Lyneir Richardson continues his quest to address racial wealth disparities by fostering commercial real estate ownership for Black residents and other minority groups in Chicago.
Since the civil unrest that followed the murder of George Floyd in 2020, Richardson’s organization, Chicago TREND, has launched three crowdfunding campaigns to create opportunities for Black investors, particularly within their own communities, the Chicago Sun-Times reported.
Chicago TREND’s latest endeavor involves the imminent purchase of the Roseland Medical and Retail Center strip mall at 100 West 111th Street, adjacent to Roseland Community Hospital.
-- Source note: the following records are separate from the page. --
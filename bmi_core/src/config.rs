//! Configuration file support for the BMI tracker.
//!
//! Configuration is loaded from `$XDG_CONFIG_HOME/bmi-tracker/config.toml`.

use crate::store::{EmailPolicy, JsonlStore, RECORDS_FILE};
use crate::{Error, Result};
use serde::{Deserialize, Serialize};
use std::path::{Path, PathBuf};

const APP_DIR: &str = "bmi-tracker";

/// Application configuration
#[derive(Clone, Debug, Serialize, Deserialize, Default)]
pub struct Config {
    #[serde(default)]
    pub data: DataConfig,

    #[serde(default)]
    pub store: StoreConfig,
}

/// Data storage configuration
#[derive(Clone, Debug, Serialize, Deserialize)]
pub struct DataConfig {
    #[serde(default = "default_data_dir")]
    pub data_dir: PathBuf,
}

impl Default for DataConfig {
    fn default() -> Self {
        Self {
            data_dir: default_data_dir(),
        }
    }
}

/// Record store configuration
#[derive(Clone, Debug, Serialize, Deserialize)]
pub struct StoreConfig {
    #[serde(default = "default_file_name")]
    pub file_name: String,

    #[serde(default)]
    pub email_policy: EmailPolicy,
}

impl Default for StoreConfig {
    fn default() -> Self {
        Self {
            file_name: default_file_name(),
            email_policy: EmailPolicy::default(),
        }
    }
}

// Default value functions
fn default_data_dir() -> PathBuf {
    dirs::data_local_dir()
        .or_else(|| dirs::home_dir().map(|home| home.join(".local/share")))
        .unwrap_or_else(|| PathBuf::from("."))
        .join(APP_DIR)
}

fn default_file_name() -> String {
    RECORDS_FILE.into()
}

impl Config {
    /// Load configuration from the standard config path
    pub fn load() -> Result<Self> {
        let config_path = Self::default_config_path();
        if config_path.exists() {
            Self::load_from(&config_path)
        } else {
            tracing::info!(
                "No config file found at {:?}, using defaults",
                config_path
            );
            Ok(Self::default())
        }
    }

    /// Load configuration from a specific path
    pub fn load_from(path: &Path) -> Result<Self> {
        let contents = std::fs::read_to_string(path)?;
        let config: Config = toml::from_str(&contents)?;
        config.validate()?;
        tracing::info!("Loaded config from {:?}", path);
        Ok(config)
    }

    /// Get the default config file path
    pub fn default_config_path() -> PathBuf {
        dirs::config_dir()
            .or_else(|| dirs::home_dir().map(|home| home.join(".config")))
            .unwrap_or_else(|| PathBuf::from("."))
            .join(APP_DIR)
            .join("config.toml")
    }

    /// Reject settings the store cannot work with
    pub fn validate(&self) -> Result<()> {
        let name = self.store.file_name.trim();
        if name.is_empty() || name.contains(['/', '\\']) {
            return Err(Error::Config(format!(
                "store.file_name must be a plain file name, got {:?}",
                self.store.file_name
            )));
        }
        Ok(())
    }

    /// Path of the record file inside `data_dir`
    pub fn records_path(&self, data_dir: &Path) -> PathBuf {
        data_dir.join(&self.store.file_name)
    }

    /// Open (and initialize) the record store inside `data_dir`
    pub fn open_store(&self, data_dir: &Path) -> Result<JsonlStore> {
        JsonlStore::open(self.records_path(data_dir), self.store.email_policy)
    }

    /// Save the current configuration to the default path
    pub fn save(&self) -> Result<()> {
        let config_path = Self::default_config_path();
        self.save_to(&config_path)
    }

    /// Save the current configuration to a specific path
    pub fn save_to(&self, path: &Path) -> Result<()> {
        if let Some(parent) = path.parent() {
            std::fs::create_dir_all(parent)?;
        }

        let contents = toml::to_string_pretty(self)
            .map_err(|e| Error::Config(format!("Failed to serialize config: {}", e)))?;
        std::fs::write(path, contents)?;
        tracing::info!("Saved config to {:?}", path);
        Ok(())
    }
}

#[cfg(test)]
mod tests {
    use super::*;

    #[test]
    fn test_default_config() {
        let config = Config::default();
        assert_eq!(config.store.file_name, "bmi_records.jsonl");
        assert_eq!(config.store.email_policy, EmailPolicy::AllowHistory);
        assert!(config.data.data_dir.ends_with("bmi-tracker"));
    }

    #[test]
    fn test_partial_config() {
        let toml_str = r#"
[store]
email_policy = "unique_registration"
"#;
        let config: Config = toml::from_str(toml_str).unwrap();
        assert_eq!(config.store.email_policy, EmailPolicy::UniqueRegistration);
        assert_eq!(config.store.file_name, "bmi_records.jsonl"); // default
    }

    #[test]
    fn test_save_and_load_roundtrip() {
        let temp_dir = tempfile::tempdir().unwrap();
        let path = temp_dir.path().join("cfg").join("config.toml");

        let mut config = Config::default();
        config.data.data_dir = temp_dir.path().join("data");
        config.store.email_policy = EmailPolicy::UniqueRegistration;
        config.save_to(&path).unwrap();

        let loaded = Config::load_from(&path).unwrap();
        assert_eq!(loaded.data.data_dir, temp_dir.path().join("data"));
        assert_eq!(loaded.store.email_policy, EmailPolicy::UniqueRegistration);
    }

    #[test]
    fn test_rejects_path_as_file_name() {
        let temp_dir = tempfile::tempdir().unwrap();
        let path = temp_dir.path().join("config.toml");
        std::fs::write(&path, "[store]\nfile_name = \"../escape.jsonl\"\n").unwrap();

        assert!(matches!(Config::load_from(&path), Err(Error::Config(_))));
    }

    #[test]
    fn test_open_store_uses_configured_name() {
        let temp_dir = tempfile::tempdir().unwrap();
        let mut config = Config::default();
        config.store.file_name = "custom.jsonl".into();

        let store = config.open_store(temp_dir.path()).unwrap();
        assert_eq!(store.path(), temp_dir.path().join("custom.jsonl"));
        assert!(store.path().exists());
    }
}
The crowdfunding campaign, hosted on the Small Change platform, invites community members to invest as little as $1,000 in the project.
“If people have a little ownership stake [in the center], they will patronize it and protect it and respect it in a different way,” Richardson told the outlet. “We want people to … financially benefit from it as the neighborhood gets stronger and as the shopping center gets stronger.”
The purchase price is $6 million, or about $222 per square foot, for the 27,000-square-foot strip mall whose tenants include two medical clinics, a pharmacy, restaurants and a nail salon.
Chicago TREND expects the crowdfunding campaign to raise between $100,000 and $1.25 million; Chicago TREND will fund the rest of an investment of $2.5 million. The source of the other $3.5 million wasn’t reported. The City of Baltimore last year gave Chicago TREND $9 million for investment in two community-owned shopping centers in that city.
The timing of the Roseland purchase aligns with the expansion of the CTA’s Red Line and the Roseland Community Medical District Master Plan, hinting that better days are ahead for the historically disinvested South Side community.
Abraham Lacy, president of the Far South Community Development Corporation, sees Chicago TREND’s efforts as instrumental in the neighborhood’s growth trajectory, adding that the Roseland Medical District has the potential to transform the community.
For Derrick Collins, dean of the College of Business at Chicago State University, the campaign represents more than just a real estate investment opportunity. It’s a chance for residents, particularly those with lower incomes, to learn about investing and financial empowerment.
“Those people that invest, they’re going to learn,” Collins said. “Then the next opportunity comes, they can take that experience and be more confident in how they assess the next deal.”
Chicago TREND’s commitment to diversity in ownership is evident, with 53 percent of investors being Black, 40 percent women and 58 percent residing in low- and moderate-income neighborhoods, the outlet reported.